### [Try it]
Copy exactly the lines from the first line of the records below through the line containing "pub struct SeriesEnvelope<T>", including both, and nothing else.

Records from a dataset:
#![allow(missing_docs)]
//! Historical time-series types — equity, VIX, FnO, and index series.

use chrono::NaiveDate;
use serde::Deserialize;

// ---------------------------------------------------------------------------
// Date range
// ---------------------------------------------------------------------------

/// An inclusive date range for a historical query.
#[derive(Debug, Clone, Copy, PartialEq, Eq)]
pub struct DateRange {
    pub from: NaiveDate,
    pub to: NaiveDate,
}

impl DateRange {
    pub fn new(from: NaiveDate, to: NaiveDate) -> Self {
        Self { from, to }
    }
}

// ---------------------------------------------------------------------------
// Instruments
// ---------------------------------------------------------------------------

/// Derivative instrument selector for the FnO historical endpoint.
///
/// Variant names match the upstream query-parameter values.
#[allow(non_camel_case_types)]
#[derive(Debug, Clone, Copy, PartialEq, Eq)]
pub enum FnoInstrument {
    FUTIDX,
    FUTSTK,
    OPTIDX,
    OPTSTK,
}

impl FnoInstrument {
    pub fn as_str(self) -> &'static str {
        match self {
            Self::FUTIDX => "FUTIDX",
            Self::FUTSTK => "FUTSTK",
            Self::OPTIDX => "OPTIDX",
            Self::OPTSTK => "OPTSTK",
        }
    }

    /// True for the option instruments, which additionally require an
    /// option type and strike price.
    pub fn is_option(self) -> bool {
        matches!(self, Self::OPTIDX | Self::OPTSTK)
    }
}

/// Option type for [`FnoInstrument::OPTIDX`] / [`FnoInstrument::OPTSTK`]
/// historical queries.
#[derive(Debug, Clone, Copy, PartialEq, Eq)]
pub enum OptionType {
    Call,
    Put,
}

impl OptionType {
    pub fn as_str(self) -> &'static str {
        match self {
            Self::Call => "CE",
            Self::Put => "PE",
        }
    }
}

// ---------------------------------------------------------------------------
// Row envelopes
// ---------------------------------------------------------------------------

/// Generic `{"data": [...]}` envelope used by the historical endpoints.
#[derive(Debug, Clone, Deserialize)]
pub struct SeriesEnvelope<T> {
    #[serde(default = "Vec::new")]
    pub data: Vec<T>,
}

/// One daily equity candle (`historical/cm/equity`). Upstream column names
/// use the `CH_` prefix.
#[derive(Debug, Clone, Deserialize)]
pub struct EquityHistoricalRow {
    #[serde(default, rename = "CH_SYMBOL")]
    pub symbol: Option<String>,
    #[serde(default, rename = "CH_SERIES")]
    pub series: Option<String>,
    #[serde(default, rename = "CH_TIMESTAMP")]
    pub date: Option<String>,
    #[serde(default, rename = "CH_OPENING_PRICE")]
    pub open: Option<f64>,
    #[serde(default, rename = "CH_TRADE_HIGH_PRICE")]
    pub high: Option<f64>,
    #[serde(default, rename = "CH_TRADE_LOW_PRICE")]
    pub low: Option<f64>,
    #[serde(default, rename = "CH_CLOSING_PRICE")]
    pub close: Option<f64>,
    #[serde(default, rename = "CH_LAST_TRADED_PRICE")]
    pub last: Option<f64>,
    #[serde(default, rename = "CH_PREVIOUS_CLS_PRICE")]
    pub prev_close: Option<f64>,
    #[serde(default, rename = "CH_TOT_TRADED_QTY")]
    pub volume: Option<f64>,
    #[serde(default, rename = "CH_TOT_TRADED_VAL")]
    pub turnover: Option<f64>,
    #[serde(default, rename = "TIMESTAMP")]
    pub timestamp: Option<String>,
}

/// One India VIX history row (`historicalOR/vixhistory`).
#[derive(Debug, Clone, Deserialize)]
pub struct VixHistoricalRow {
    #[serde(default, rename = "EOD_TIMESTAMP")]
    pub date: Option<String>,
    #[serde(default, rename = "EOD_OPEN_INDEX_VAL")]
    pub open: Option<f64>,
    #[serde(default, rename = "EOD_HIGH_INDEX_VAL")]
    pub high: Option<f64>,
    #[serde(default, rename = "EOD_LOW_INDEX_VAL")]
    pub low: Option<f64>,
    #[serde(default, rename = "EOD_CLOSE_INDEX_VAL")]
    pub close: Option<f64>,
    #[serde(default, rename = "VIX_PTS_CHG")]
    pub points_change: Option<f64>,
    #[serde(default, rename = "VIX_PERC_CHG")]
    pub percent_change: Option<f64>,
    #[serde(default, rename = "TIMESTAMP")]
    pub timestamp: Option<String>,
}

/// One FnO history row (`historicalOR/foCPV`). Upstream column names use
/// the `FH_` prefix.
#[derive(Debug, Clone, Deserialize)]
pub struct FnoHistoricalRow {
    #[serde(default, rename = "FH_SYMBOL")]
    pub symbol: Option<String>,
    #[serde(default, rename = "FH_INSTRUMENT")]
    pub instrument: Option<String>,
    #[serde(default, rename = "FH_EXPIRY_DT")]
    pub expiry: Option<String>,
    #[serde(default, rename = "FH_STRIKE_PRICE")]
    pub strike_price: Option<serde_json::Value>,
    #[serde(default, rename = "FH_OPTION_TYPE")]
    pub option_type: Option<String>,
    #[serde(default, rename = "FH_TIMESTAMP")]
    pub date: Option<String>,
    #[serde(default, rename = "FH_OPENING_PRICE")]
    pub open: Option<f64>,
    #[serde(default, rename = "FH_TRADE_HIGH_PRICE")]
    pub high: Option<f64>,
    #[serde(default, rename = "FH_TRADE_LOW_PRICE")]
    pub low: Option<f64>,
    #[serde(default, rename = "FH_CLOSING_PRICE")]
    pub close: Option<f64>,
    #[serde(default, rename = "FH_SETTLE_PRICE")]
    pub settle_price: Option<serde_json::Value>,
    #[serde(default, rename = "FH_TOT_TRADED_QTY")]
    pub volume: Option<f64>,
    #[serde(default, rename = "FH_OPEN_INT")]
    pub open_interest: Option<f64>,
    #[serde(default, rename = "FH_CHANGE_IN_OI")]
    pub change_in_oi: Option<f64>,
    #[serde(default, rename = "TIMESTAMP")]
    pub timestamp: Option<String>,
}

// ---------------------------------------------------------------------------
// Index history
// ---------------------------------------------------------------------------

/// Raw envelope from `historicalOR/indicesHistory`.
#[derive(Debug, Clone, Deserialize)]
pub struct IndexHistoryEnvelope {
    pub data: IndexHistoryData,
}

#[derive(Debug, Clone, Deserialize)]
#[serde(rename_all = "camelCase")]
pub struct IndexHistoryData {
    #[serde(default = "Vec::new")]
    pub index_close_online_records: Vec<IndexPriceRow>,
    #[serde(default = "Vec::new")]
    pub index_turnover_records: Vec<IndexTurnoverRow>,
}

/// Combined price + turnover history for one index, as returned by
/// [`historical_index`](crate::client::NseClient::historical_index).
#[derive(Debug, Clone, Default)]
pub struct IndexHistory {
    pub price: Vec<IndexPriceRow>,
    pub turnover: Vec<IndexTurnoverRow>,
}

/// One index EOD price row.
#[derive(Debug, Clone, Deserialize)]
pub struct IndexPriceRow {
    #[serde(default, rename = "EOD_INDEX_NAME")]
    pub index: Option<String>,
    #[serde(default, rename = "EOD_TIMESTAMP")]
    pub date: Option<String>,
    #[serde(default, rename = "EOD_OPEN_INDEX_VAL")]
    pub open: Option<f64>,
    #[serde(default, rename = "EOD_HIGH_INDEX_VAL")]
    pub high: Option<f64>,
    #[serde(default, rename = "EOD_LOW_INDEX_VAL")]
    pub low: Option<f64>,
    #[serde(default, rename = "EOD_CLOSE_INDEX_VAL")]
    pub close: Option<f64>,
    #[serde(default, rename = "TIMESTAMP")]
    pub timestamp: Option<String>,
}

/// One index EOD turnover row.
#[derive(Debug, Clone, Deserialize)]
pub struct IndexTurnoverRow {
    #[serde(default, rename = "HIT_INDEX_NAME_UPPER")]
    pub index: Option<String>,
    #[serde(default, rename = "HIT_TIMESTAMP")]
    pub date: Option<String>,
    #[serde(default, rename = "HIT_TRADED_QTY")]
    pub traded_quantity: Option<f64>,
    #[serde(default, rename = "HIT_TURN_OVER")]
    pub turnover: Option<f64>,
    #[serde(default, rename = "TIMESTAMP")]
    pub timestamp: Option<String>,
}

### [Exercise result]
#![allow(missing_docs)]
//! Historical time-series types — equity, VIX, FnO, and index series.

use chrono::NaiveDate;
use serde::Deserialize;

// ---------------------------------------------------------------------------
// Date range
// ---------------------------------------------------------------------------

/// An inclusive date range for a historical query.
#[derive(Debug, Clone, Copy, PartialEq, Eq)]
pub struct DateRange {
    pub from: NaiveDate,
    pub to: NaiveDate,
}

impl DateRange {
    pub fn new(from: NaiveDate, to: NaiveDate) -> Self {
        Self { from, to }
    }
}

// ---------------------------------------------------------------------------
// Instruments
// ---------------------------------------------------------------------------

/// Derivative instrument selector for the FnO historical endpoint.
///
/// Variant names match the upstream query-parameter values.
#[allow(non_camel_case_types)]
#[derive(Debug, Clone, Copy, PartialEq, Eq)]
pub enum FnoInstrument {
    FUTIDX,
    FUTSTK,
    OPTIDX,
    OPTSTK,
}

impl FnoInstrument {
    pub fn as_str(self) -> &'static str {
        match self {
            Self::FUTIDX => "FUTIDX",
            Self::FUTSTK => "FUTSTK",
            Self::OPTIDX => "OPTIDX",
            Self::OPTSTK => "OPTSTK",
        }
    }

    /// True for the option instruments, which additionally require an
    /// option type and strike price.
    pub fn is_option(self) -> bool {
        matches!(self, Self::OPTIDX | Self::OPTSTK)
    }
}

/// Option type for [`FnoInstrument::OPTIDX`] / [`FnoInstrument::OPTSTK`]
/// historical queries.
#[derive(Debug, Clone, Copy, PartialEq, Eq)]
pub enum OptionType {
    Call,
    Put,
}

impl OptionType {
    pub fn as_str(self) -> &'static str {
        match self {
            Self::Call => "CE",
            Self::Put => "PE",
        }
    }
}

// ---------------------------------------------------------------------------
// Row envelopes
// ---------------------------------------------------------------------------

/// Generic `{"data": [...]}` envelope used by the historical endpoints.
#[derive(Debug, Clone, Deserialize)]
pub struct SeriesEnvelope<T> {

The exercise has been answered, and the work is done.